Avoiding Costly Document Design Issues Through Guidelines

By | May 26, 2011

The importance of design in Business Communications has never been more critical. Research has shown that companies are sending more and more communications competing for consumers’ attention.  Businesses have only a few moments to get the audience’s attention.  In addition there are increased competing communication technologies and channels available to both the communicator and the audience.  These changes make the publication and distribution of business communications susceptible to errors and increased costs.  There are both direct production and indirect costs, such as increased customer service center calls, that are impacting the bottom line.

Our experience has proven that taking time to develop a communications plan and guidelines upfront can avoid issues which result in delayed or ineffective and costly communication. In the white paper by Robert Linsky, NEPS‘ Director of Information Design, (Improving Customer Experience with Document Design – A guide for Best Practices for Clear and Effective Communications), he  talks about taking a holistic approach to document design.  We suggest taking this one step further and taking the holistic approach to include production and distribution as well as document design. 
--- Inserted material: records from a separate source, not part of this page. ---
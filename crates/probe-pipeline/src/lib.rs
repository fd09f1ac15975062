mod error;
mod retrieval;
mod upload;

pub use error::PipelineError;
pub use retrieval::run_retrieval_probe;
pub use upload::{run_upload_probe, UploadProbeConfig};
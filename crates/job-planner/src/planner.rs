use chrono::Utc;
use probe_types::{JobFamily, StorageProvider};
use sqlx::{PgPool, Row};
use tracing::{info, warn};
use work_queue::{PublishOptions, WorkQueue};

use crate::cron_plan::PlannedSchedule;
use crate::maintenance::{in_any_window, MaintenanceWindow};
use crate::JobPlannerError;

/// Cadence and gating inputs the planner reconciles against, per §4.2 and
/// §6's configuration surface.
#[derive(Debug, Clone)]
pub struct PlannerConfig {
    pub deal_interval_seconds: i64,
    pub retrieval_interval_seconds: i64,
    pub retention_interval_seconds: i64,
    pub metrics_rollup_interval_seconds: i64,
    pub maintenance_windows: Vec<MaintenanceWindow>,
    pub queue_name: String,
    pub max_attempts: i32,
}

impl PlannerConfig {
    fn interval_for(&self, family: JobFamily) -> i64 {
        match family {
            JobFamily::Deal => self.deal_interval_seconds,
            JobFamily::Retrieval => self.retrieval_interval_seconds,
            JobFamily::Retention => self.retention_interval_seconds,
            JobFamily::MetricsRollup => self.metrics_rollup_interval_seconds,
        }
    }
}

/// Outcome of one [`JobPlanner::tick`], surfaced for logging/tests.
#[derive(Debug, Clone, Default)]
pub struct TickReport {
    pub upserted: usize,
    pub deleted: usize,
    pub published: usize,
    pub skipped_maintenance: usize,
}

/// Per-SP schedule materialisation and reconciliation (C7), per §4.2.
///
/// Single-writer: [`JobPlanner::tick`] only does work while it holds the
/// Postgres advisory lock keyed by `queue_name`; every other planner process
/// observes the lock held and returns immediately with an empty report, per
/// §4.2's "single-writer" rule and §5's locking discipline.
pub struct JobPlanner {
    pool: PgPool,
    queue: WorkQueue,
    config: PlannerConfig,
}

impl JobPlanner {
    pub fn new(pool: PgPool, queue: WorkQueue, config: PlannerConfig) -> Self {
        Self {
            pool,
            queue,
            config,
        }
    }

    /// Run one planning tick: enumerate desired schedules for `active_sps`,
    /// reconcile against `job_schedule_state`, and publish due WorkItems.
    /// Returns `Ok(None)` if another process currently holds the advisory
    /// lock (read-only components tolerate the resulting staleness, §4.2).
    pub async fn tick(
        &self,
        active_sps: &[StorageProvider],
    ) -> Result<Option<TickReport>, JobPlannerError> {
        let lock_key = advisory_lock_key(&self.config.queue_name);
        let mut tx = self.pool.begin().await?;

        let acquired: bool = sqlx::query_scalar("SELECT pg_try_advisory_xact_lock($1)")
            .bind(lock_key)
            .fetch_one(&mut *tx)
            .await?;

        if !acquired {
            tx.rollback().await?;
            return Ok(None);
        }

        let report = self.reconcile(&mut tx, active_sps).await?;
        tx.commit().await?;
        Ok(Some(report))
    }

    async fn reconcile(
        &self,
        tx: &mut sqlx::Transaction<'_, sqlx::Postgres>,
        active_sps: &[StorageProvider],
    ) -> Result<TickReport, JobPlannerError> {
        let mut report = TickReport::default();
        let now = Utc::now();

        let desired: Vec<PlannedSchedule> = active_sps
            .iter()
            .flat_map(|sp| {
                JobFamily::ALL.iter().map(move |family| {
                    PlannedSchedule::compute(*family, &sp.address, self.config.interval_for(*family))
                })
            })
            .collect();

        let desired_keys: std::collections::HashSet<(String, String)> = desired
            .iter()
            .map(|p| (p.family.as_str().to_string(), p.sp_address.clone()))
            .collect();

        // §4.2 step 2: delete schedule rows for SPs no longer present.
        let existing_rows = sqlx::query(r#"SELECT name, key FROM job_schedule_state"#)
            .fetch_all(&mut **tx)
            .await?;
        for row in existing_rows {
            let name: String = row.try_get("name")?;
            let key: String = row.try_get("key")?;
            if !desired_keys.contains(&(name.clone(), key.clone())) {
                sqlx::query(r#"DELETE FROM job_schedule_state WHERE name = $1 AND key = $2"#)
                    .bind(&name)
                    .bind(&key)
                    .execute(&mut **tx)
                    .await?;
                report.deleted += 1;
            }
        }

        for planned in &desired {
            let name = planned.family.as_str();
            let key = &planned.sp_address;

            let current_next_run: Option<chrono::DateTime<Utc>> = sqlx::query_scalar(
                r#"SELECT next_run_at FROM job_schedule_state WHERE name = $1 AND key = $2"#,
            )
            .bind(name)
            .bind(key)
            .fetch_optional(&mut **tx)
            .await?;

            let next_run_at = match current_next_run {
                Some(existing) => existing,
                None => {
                    sqlx::query(
                        r#"
                        INSERT INTO job_schedule_state (name, key, cron, next_run_at, payload)
                        VALUES ($1, $2, $3, $4, $5)
                        "#,
                    )
                    .bind(name)
                    .bind(key)
                    .bind(&planned.cron_expr)
                    .bind(planned.next_after(now))
                    .bind(serde_json::json!({ "sp_address": key }))
                    .execute(&mut **tx)
                    .await?;
                    report.upserted += 1;
                    continue;
                }
            };

            if next_run_at > now {
                continue;
            }

            // §4.2 step 4: skip publish if inside a maintenance window.
            if let Some(window) = in_any_window(&self.config.maintenance_windows, now) {
                warn!(family = name, sp = %key, window = %window.label(), "skipping publish: maintenance window");
                report.skipped_maintenance += 1;
                continue;
            }

            let singleton_key = format!("{name}:{key}");
            let payload = serde_json::json!({ "family": name, "sp_address": key });
            self.queue
                .publish(
                    &self.config.queue_name,
                    key,
                    &singleton_key,
                    payload,
                    PublishOptions {
                        max_attempts: self.config.max_attempts,
                    },
                )
                .await
                .map_err(JobPlannerError::Queue)?;
            report.published += 1;

            let advanced = planned.next_after(now);
            sqlx::query(
                r#"UPDATE job_schedule_state SET next_run_at = $3, cron = $4 WHERE name = $1 AND key = $2"#,
            )
            .bind(name)
            .bind(key)
            .bind(advanced)
            .bind(&planned.cron_expr)
            .execute(&mut **tx)
            .await?;
        }

        info!(
            upserted = report.upserted,
            deleted = report.deleted,
            published = report.published,
            skipped_maintenance = report.skipped_maintenance,
            "planner tick complete"
        );
        Ok(report)
    }
}

/// Derive a stable `bigint` advisory lock key from the queue name, per §5:
/// "The planner uses an advisory lock keyed by the queue name."
fn advisory_lock_key(queue_name: &str) -> i64 {
    use std::hash::{Hash, Hasher};
    let mut hasher = std::collections::hash_map::DefaultHasher::new();
    queue_name.hash(&mut hasher);
    hasher.finish() as i64
}

#[cfg(test)]
mod tests {
    use super::*;

    #[test]
    fn advisory_lock_key_is_deterministic() {
        assert_eq!(advisory_lock_key("probes"), advisory_lock_key("probes"));
        assert_ne!(advisory_lock_key("probes"), advisory_lock_key("retention"));
    }
}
We suggest that the communications plan and requirements needs to be done by a cross functional team including the communication owner, the information designer and the production and distribution team.  This team needs to define the:

  • Communication goal (primary and secondary if necessary)
  • The timing from information availability to distribution
  • Channels and media intended for distribution
  • Resources and tools available for creation and production
  • Document size
  • Use of information design
  • Approval and review process

Careful consideration of these elements can assure that the primary goal, for example, presenting a bill and getting paid quickly, does not get lost in a promotional effort to cross sell.  It can also lead to a strategy to manage page counts, thus using less paper and reducing materials costs.  At the same time, adding messaging to transactional documents based on space available without increasing sheets optimizes postage cost value.  

Testing is the second key point that needs to be stressed.  As communications become more complex and highly variable, and multiple channels are employed for distribution, testing is critical.  This is in many ways parallel to complex programming efforts.  You need to test, test, and test.  First, you need to test the specifications and requirements to make sure they are reasonable and meet the communication objectives.  Next you need to test the individual components of the communication: Is the message clear and presented in the order the reader wants it?

  • Is the design right for the various channels and compatible with the attributes of each? 
  • Does the communication work for printed documents as well as online presentation?
  • Finally is the system working right?
  • Do you allow readers to choose a media of their preference?
  • Do you make sure that readers are not getting multiple copies of the same communication?

Failure to test can result in missed deadlines, costly duplication of efforts or, worst of all, the failure to communicate the primary message clearly and effectively.

The last element in our suggested guidelines is the implementation and use of an effective change control procedure.  Nothing can be more costly that having developed an effective communications program only to have it go off the rails because changes were implemented without the cross functional review and sign off, in line with the whole communication plan, goals, and requirements.  It is easy in repetitive transactional communications or multi faceted promotional programs over time to lose track of why certain elements were created the way they were.  Looking at all the process steps in the communication program will avoid costly miscommunication or missed deadlines.  When in doubt, test again before implementing changes.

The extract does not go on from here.